Your home probably already has a lawn in place. Therefore, we start this chapter by explaining how to maximize the beauty of your existing lawn. The finest lawns, such as golf course greens and Turner Field, are grown on specially prepared dirt, and graded to eliminate drainage problems, rapid runoffs, and steep slopes. A good dirt mix is topsoil and sand, along with organic matter. These lawns are watered daily, fertilized on a consistent schedule, sprayed with pre and post emergent weed killers, and cut frequently with sharp bladed mowers. However, this sounds like too much work for the majority of us. So, how do we maximize the beauty of our lawns?
The first step in maximizing the beauty of your existing lawn is to concentrate on making your grass thick and plush. Consistent watering and fertilizing are the two most important factors in cultivating a beautiful lawn. The best defense against weeds is a thick, healthy lawn. Socking your lawn with weed killers may kill the weeds, but it also makes it more difficult for your grass to flourish. Bare and thin areas of grass are more susceptible to weed seeds. Weed killers kill weeds, but also can inhibit the growth of your grass. The care your lawn needs depends on the type of grass you have. Our lawn care and renovation recommendations are broken down by grass type.

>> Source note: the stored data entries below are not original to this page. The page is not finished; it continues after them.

//! Cuckoo entry point
//!
//! Dispatch happens in the library on `argv[0]`; this only sets up error
//! reporting and hands over the raw argument vector.

fn main() {
    // Configure miette for install-mode error reporting
    miette::set_hook(Box::new(|_| {
        Box::new(
            miette::MietteHandlerOpts::new()
                .terminal_links(false)
                .unicode(true)
                .context_lines(2)
                .tab_width(4)
                .build(),
        )
    }))
    .ok();

    let code = cuckoo::run(std::env::args_os().collect());
    std::process::exit(code);
}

Designing Landscapes with Grass
Your lawn adds beauty and value to your home and is one of the most versatile and functional plants in the landscape. Turf grass enhances the environment in many ways which are particularly important in urban areas. Turf is one of the most effective plant covers. It reduce soil erosion and surface runoff, while also recharging ground water, which results in more efficient use of rainfall. A turf area reduces heat by as much as 30 degrees below that of concrete or asphalt area, and as much as 14 degrees below that of bare soil. The cooling effect of the average lawn is equal to over eight tons of air conditioning, which is twice that of the average home central air conditioning unit. Turf also absorbs dust and other air pollutants and produces oxygen. In most landscapes, turf also occupies the largest area and provides the best area for outdoor activities.

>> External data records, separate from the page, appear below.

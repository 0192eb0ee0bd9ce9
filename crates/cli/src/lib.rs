//! Cuckoo CLI library
//!
//! One binary, two behaviours. Run under its own name it installs itself in
//! front of an executable; run under any other name (through an installed
//! symlink) it runs the hooks collected for that name.

pub mod cmd;

use cuckoo_config::Settings;
use cuckoo_core::INSTALLER_NAME;
use std::ffi::{OsStr, OsString};
use std::path::Path;

/// What the process was started to do, decided once from `argv[0]`
#[derive(Debug, Clone, Copy, PartialEq, Eq)]
pub enum Mode {
    /// Started as `cuckoo`: intercept the executable named on the command line
    Install,
    /// Started through an interception symlink: run its hooks
    Invoke,
}

impl Mode {
    /// Pick the mode from the program name the process was started with
    pub fn from_argv0(argv0: &OsStr) -> Self {
        if Path::new(argv0).file_name() == Some(OsStr::new(INSTALLER_NAME)) {
            Mode::Install
        } else {
            Mode::Invoke
        }
    }
}

/// Run cuckoo with a full argument vector (including `argv[0]`)
///
/// Returns the process exit code.
pub fn run(args: Vec<OsString>) -> i32 {
    let settings = Settings::from_env();
    let mode = args
        .first()
        .map_or(Mode::Install, |argv0| Mode::from_argv0(argv0));

    match mode {
        Mode::Install => cmd::install::run(&args, &settings),
        Mode::Invoke => {
            let env: Vec<(OsString, OsString)> = std::env::vars_os().collect();
            cmd::invoke::run(&args, &env, &settings)
        }
    }
}

/// Exit code for an error that reached the outer edge of the program
pub(crate) fn exit_code_for(error: &anyhow::Error) -> i32 {
    error
        .downcast_ref::<cuckoo_core::Error>()
        .map_or(cuckoo_core::error::GENERIC_FAILURE, cuckoo_core::Error::exit_code)
}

Lawns occupy such a large proportion of most lots, and tending them can take so much time and effort, that its worth thinking carefully about how much lawn you need and what you need it for.

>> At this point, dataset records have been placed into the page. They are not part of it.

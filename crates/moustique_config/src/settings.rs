use serde::Deserialize;

/// Top-level configuration for the broker process.
///
/// Aggregates the network settings for the HTTP server, the data directory
/// holding every tenant's state, logging, and access control.
#[derive(Debug, Deserialize, Clone)]
pub struct Settings {
    pub server: ServerSettings,
    pub database: DatabaseSettings,
    pub logging: LoggingSettings,
    pub security: SecuritySettings,
}

/// Network and admission settings for the HTTP server.
#[derive(Debug, Deserialize, Clone)]
pub struct ServerSettings {
    /// The host address (e.g. "127.0.0.1" or "0.0.0.0") the server binds to.
    pub host: String,
    /// The port the server listens on.
    pub port: u16,
    /// Overall per-request deadline, in seconds.
    pub timeout_secs: u64,
    /// Whether requests without credentials are served by the shared
    /// anonymous broker instead of being rejected.
    pub allow_public: bool,
    /// Admission cap for concurrently handled requests.
    pub max_connections: usize,
}

/// Storage settings.
#[derive(Debug, Deserialize, Clone)]
pub struct DatabaseSettings {
    /// Root data directory; tenant stores and logs live underneath it.
    pub path: String,
}

/// Logging settings.
#[derive(Debug, Deserialize, Clone)]
pub struct LoggingSettings {
    /// Log level: error, warn, info, debug or trace.
    pub level: String,
    /// Optional log file; stderr when unset.
    pub file: Option<String>,
}

/// Access-control settings.
#[derive(Debug, Deserialize, Clone)]
pub struct SecuritySettings {
    /// Peers allowed to talk to the broker: single IPs or CIDR blocks.
    /// Loopback and the local 192.168/16 network are always allowed.
    pub allowed_peers: Vec<String>,
    /// Password gating the ADMIN endpoints.
    pub admin_password: String,
}

/// Partial configuration as read from file or environment.
///
/// Every field is optional; missing values are filled from `Settings::default`.
#[derive(Debug, Deserialize)]
pub struct PartialSettings {
    pub server: Option<PartialServerSettings>,
    pub database: Option<PartialDatabaseSettings>,
    pub logging: Option<PartialLoggingSettings>,
    pub security: Option<PartialSecuritySettings>,
}

#[derive(Debug, Deserialize)]
pub struct PartialServerSettings {
    pub host: Option<String>,
    pub port: Option<u16>,
    pub timeout_secs: Option<u64>,
    pub allow_public: Option<bool>,
    pub max_connections: Option<usize>,
}

#[derive(Debug, Deserialize)]
pub struct PartialDatabaseSettings {
    pub path: Option<String>,
}

#[derive(Debug, Deserialize)]
pub struct PartialLoggingSettings {
    pub level: Option<String>,
    pub file: Option<String>,
}

#[derive(Debug, Deserialize)]
pub struct PartialSecuritySettings {
    pub allowed_peers: Option<Vec<String>>,
    pub admin_password: Option<String>,
}

impl Default for Settings {
    fn default() -> Self {
        Self {
            server: ServerSettings {
                host: "0.0.0.0".to_string(),
                port: 33334,
                timeout_secs: 5,
                allow_public: false,
                max_connections: 1000,
            },
            database: DatabaseSettings {
                path: "./data".to_string(),
            },
            logging: LoggingSettings {
                level: "info".to_string(),
                file: None,
            },
            security: SecuritySettings {
                allowed_peers: vec!["172.16.0.0/12".to_string(), "192.168.0.0/16".to_string()],
                admin_password: "admin123".to_string(),
            },
        }
    }
}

From a design standpoint, the lawns most important function is to serve as a unifier. Lawns link a garden’s major elements, such as trees, shrubs, flower beds, walks, and pools. It’s a transporter, both visually and physically, taking you from one area of the property to another. Lawns also enhance the other plantings by establishing interesting textural and color contrasts.
The Size of a Lawn
Your lawn’s size depends on several factors, not the least of which is your budget. If your establishing a new lawn, you’ll soon learn that laying several thousand square feet of sod can be a pricey proposition. Therefore, you may opt for a smaller lawn bordered by ground cover or natural areas. The size of your family also affects this decision. Children enjoy playing on spacious lawns, but couples and single adults often find small lawns more appealing. Don’t forget that the amount of maintenance is directly proportional to the amount of grass. The larger your lawn, the more time you’ll spend mowing, fertilizing, raking, and watering.
The Shape of a Lawn
Shape is something most people don’t connect with a lawn. In fact, in many neighborhoods, lawns are essentially shapeless, blending into one another in a continuous strip of green down one side of the street. This is unfortunate, for a well defined lawn can be a dynamic part of your overall design. One way to define your lawn is to place planting beds between it and the adjacent lawns. Edging your lawn with brick bullet edged pavers or concrete curbing will further emphasize its form. Keep topography and architecture in mind when deciding on the shape of your lawn.